"Then the boy was astonished at the devil's generosity, and accepted the gift. But the devil rejoiced, for he said to himself: 'If I have lost one soul, I have taken ten thousand others for it.' But the violinist soon noticed what a curse had fallen to his share.

"Denying all nobility, and still feeling a horror of the degrading power within him, he now goes through the world, restless, joyless, and without power over his own demoniac art--a resisting tool in the devil's hand. And he longs despairingly to find a being who could resist the fiendish charm, but he finds none.

"Thus the Russian tale.

"Now Lensky has grown old and gray in the service of the devil. His friends with fright notice in him the evermore plainly noticeable signs of physical decay. In his art he stands greater than ever, and from his violin sounds out to the public a wild, triumphing, and despairing swan song!"

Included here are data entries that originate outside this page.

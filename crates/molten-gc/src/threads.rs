//! Mutator thread registration and the cooperative suspension states.
//!
//! Every thread that allocates or touches managed references registers
//! first and keeps the returned guard alive. Registration hands out a
//! control block shared with the suspension coordinator; the thread's
//! allocation context and shadow stack live there so the collector can
//! reach them while the thread is stopped.

use std::cell::Cell;
use std::ptr;
use std::sync::atomic::{AtomicBool, AtomicU8, Ordering};
use std::sync::Arc;

use parking_lot::Mutex;

use crate::heap::alloc::AllocContext;
use crate::roots::ShadowStack;
use crate::suspend::{self, SuspendShared};

/// Thread executes mutator code freely.
pub const STATE_RUNNING: u8 = 0;
/// The coordinator asked the thread to park at its next safe point.
pub const STATE_SUSPEND_REQUESTED: u8 = 1;
/// The thread is parked; its roots and context may be examined.
pub const STATE_SUSPENDED: u8 = 2;
/// The thread is in an external (unmanaged) call region. It does not poll,
/// does not block collections, and its managed state is frozen.
pub const STATE_EXTERNAL: u8 = 3;

/// Shared control block of one registered mutator.
pub struct MutatorControl {
    pub(crate) state: AtomicU8,
    /// Set by the coordinator when this thread missed the suspension
    /// deadline; cleared on resume.
    pub(crate) exempt: AtomicBool,
    /// True while the thread is parked inside the signal handler rather
    /// than at a polling safe point.
    pub(crate) parked_in_handler: AtomicBool,
    /// Bump-allocation span. Advanced by the owner thread; snapshotted and
    /// reset by the collector while the owner is parked.
    pub(crate) ctx: AllocContext,
    pub(crate) shadow: ShadowStack,
    pub(crate) shared: Arc<SuspendShared>,
    #[cfg(unix)]
    pub(crate) os_thread: libc::pthread_t,
    /// Parked threads wait here when stopped from the signal handler;
    /// semaphores are the only async-signal-safe park.
    #[cfg(unix)]
    pub(crate) resume_sem: suspend::Semaphore,
}

// SAFETY: every field is atomic or internally synchronized; `os_thread` is
// read-only after registration.
unsafe impl Send for MutatorControl {}
unsafe impl Sync for MutatorControl {}

impl MutatorControl {
    fn new(shared: Arc<SuspendShared>) -> Self {
        Self {
            state: AtomicU8::new(STATE_RUNNING),
            exempt: AtomicBool::new(false),
            parked_in_handler: AtomicBool::new(false),
            ctx: AllocContext::default(),
            shadow: ShadowStack::new(),
            shared,
            #[cfg(unix)]
            os_thread: unsafe { libc::pthread_self() },
            #[cfg(unix)]
            resume_sem: suspend::Semaphore::new(),
        }
    }

    #[must_use]
    pub fn is_exempt(&self) -> bool {
        self.exempt.load(Ordering::Acquire)
    }

    #[must_use]
    pub fn shadow_stack(&self) -> &ShadowStack {
        &self.shadow
    }

    #[must_use]
    pub(crate) fn alloc_ctx(&self) -> &AllocContext {
        &self.ctx
    }
}

/// All registered mutators. The coordinator holds the registry lock for the
/// whole stop-the-world window, so registration and deregistration cannot
/// straddle a collection.
pub struct ThreadRegistry {
    threads: Mutex<Vec<Arc<MutatorControl>>>,
    shared: Arc<SuspendShared>,
}

impl ThreadRegistry {
    #[must_use]
    pub fn new(shared: Arc<SuspendShared>) -> Self {
        Self {
            threads: Mutex::new(Vec::new()),
            shared,
        }
    }

    pub(crate) fn register(&self) -> Arc<MutatorControl> {
        let control = Arc::new(MutatorControl::new(Arc::clone(&self.shared)));
        self.threads.lock().push(Arc::clone(&control));
        control
    }

    pub(crate) fn deregister(&self, control: &Arc<MutatorControl>) {
        let mut threads = self.threads.lock();
        threads.retain(|c| !Arc::ptr_eq(c, control));
    }

    /// Locks the registry for a stop-the-world window.
    pub(crate) fn lock(&self) -> parking_lot::MutexGuard<'_, Vec<Arc<MutatorControl>>> {
        self.threads.lock()
    }
}

thread_local! {
    /// Raw pointer to this thread's control block, readable from a signal
    /// handler. Kept alive by the thread's `MutatorGuard`.
    static CURRENT: Cell<*const MutatorControl> = const { Cell::new(ptr::null()) };
    /// Depth of runtime sections (heap entry points). The signal handler
    /// never parks a thread inside one, so a parked thread can never hold
    /// a heap lock.
    static RUNTIME_DEPTH: Cell<usize> = const { Cell::new(0) };
}

pub(crate) fn current_control() -> Option<&'static MutatorControl> {
    let ptr = CURRENT.with(Cell::get);
    // SAFETY: CURRENT is non-null only between guard creation and drop, and
    // the guard owns an Arc keeping the control block alive.
    unsafe { ptr.as_ref() }
}

pub(crate) fn current_control_ptr() -> *const MutatorControl {
    CURRENT.try_with(Cell::get).unwrap_or(ptr::null())
}

pub(crate) fn in_runtime_section() -> bool {
    RUNTIME_DEPTH.try_with(Cell::get).unwrap_or(0) > 0
}

/// Marks a heap entry point; the signal backend defers parking while one is
/// open. Declared before any lock acquisition so it drops last.
pub(crate) struct RuntimeSection;

impl RuntimeSection {
    pub(crate) fn enter() -> Self {
        RUNTIME_DEPTH.with(|d| d.set(d.get() + 1));
        Self
    }
}

impl Drop for RuntimeSection {
    fn drop(&mut self) {
        let depth = RUNTIME_DEPTH.with(|d| {
            let depth = d.get() - 1;
            d.set(depth);
            depth
        });
        if depth == 0 {
            // A suspension request deferred by this section parks here.
            safepoint();
        }
    }
}

/// Polls for a pending suspension request and parks if one is due.
///
/// Mutators call this regularly (loop back-edges, before blocking calls).
/// Cheap when no collection is pending: one relaxed load.
#[inline]
pub fn safepoint() {
    if let Some(control) = current_control() {
        if control.state.load(Ordering::Relaxed) == STATE_SUSPEND_REQUESTED {
            suspend::park_at_safepoint(control);
        }
    }
}

/// Enters an external (unmanaged) call region. The thread stops polling and
/// stops blocking collections; it must not touch managed objects until
/// [`leave_external`].
pub fn enter_external() {
    let Some(control) = current_control() else {
        return;
    };
    loop {
        match control.state.compare_exchange(
            STATE_RUNNING,
            STATE_EXTERNAL,
            Ordering::AcqRel,
            Ordering::Acquire,
        ) {
            Ok(_) => return,
            // A suspension request beat us; honor it first.
            Err(_) => safepoint(),
        }
    }
}

/// Leaves an external call region, blocking first if a collection is in
/// progress.
pub fn leave_external() {
    if let Some(control) = current_control() {
        suspend::leave_external_gate(control);
    }
}

/// Registration guard for a mutator thread. Dropping it deregisters the
/// thread; any unused allocation span is handed back as heap filler.
pub struct MutatorGuard<'h> {
    heap: &'h crate::RuntimeHeap,
    control: Arc<MutatorControl>,
}

impl<'h> MutatorGuard<'h> {
    pub(crate) fn new(heap: &'h crate::RuntimeHeap, control: Arc<MutatorControl>) -> Self {
        CURRENT.with(|c| {
            assert!(c.get().is_null(), "thread is already registered");
            c.set(Arc::as_ptr(&control));
        });
        Self { heap, control }
    }

    #[must_use]
    pub fn control(&self) -> &Arc<MutatorControl> {
        &self.control
    }

    /// Opens a shadow-stack frame for this thread.
    #[must_use]
    pub fn frame(&self) -> crate::roots::ShadowFrame<'_> {
        crate::roots::ShadowFrame::new(&self.control.shadow)
    }
}

impl Drop for MutatorGuard<'_> {
    fn drop(&mut self) {
        // Make sure no collection is mid-flight while we unhook; parking
        // here also flushes a pending suspension request.
        safepoint();
        self.heap.release_thread(&self.control);
        CURRENT.with(|c| c.set(ptr::null()));
    }
}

This somewhat exaggerated production an old lady read aloud with declamatory emphasis, in whom at the first glance one perceived the Englishwoman and the spinster. She sits in a pretty, charming room, furnished with all kinds of rarities, by the hearth, and refreshes herself by turns with the newspaper and with tea.

It is in Paris.

The newspaper in which the old Englishwoman revels is Figaro, and the windows of the pretty little room look out on the Parc Monceau.

Already dressed to go out, a second, much younger lady in the same room busies herself in hastily, and to all appearance disapprovingly, looking through a just-opened package of books.

Somewhat vexed that her reading has called forth no remark from her listener, the old Englishwoman now says:

"Well, what do you say to this legend?"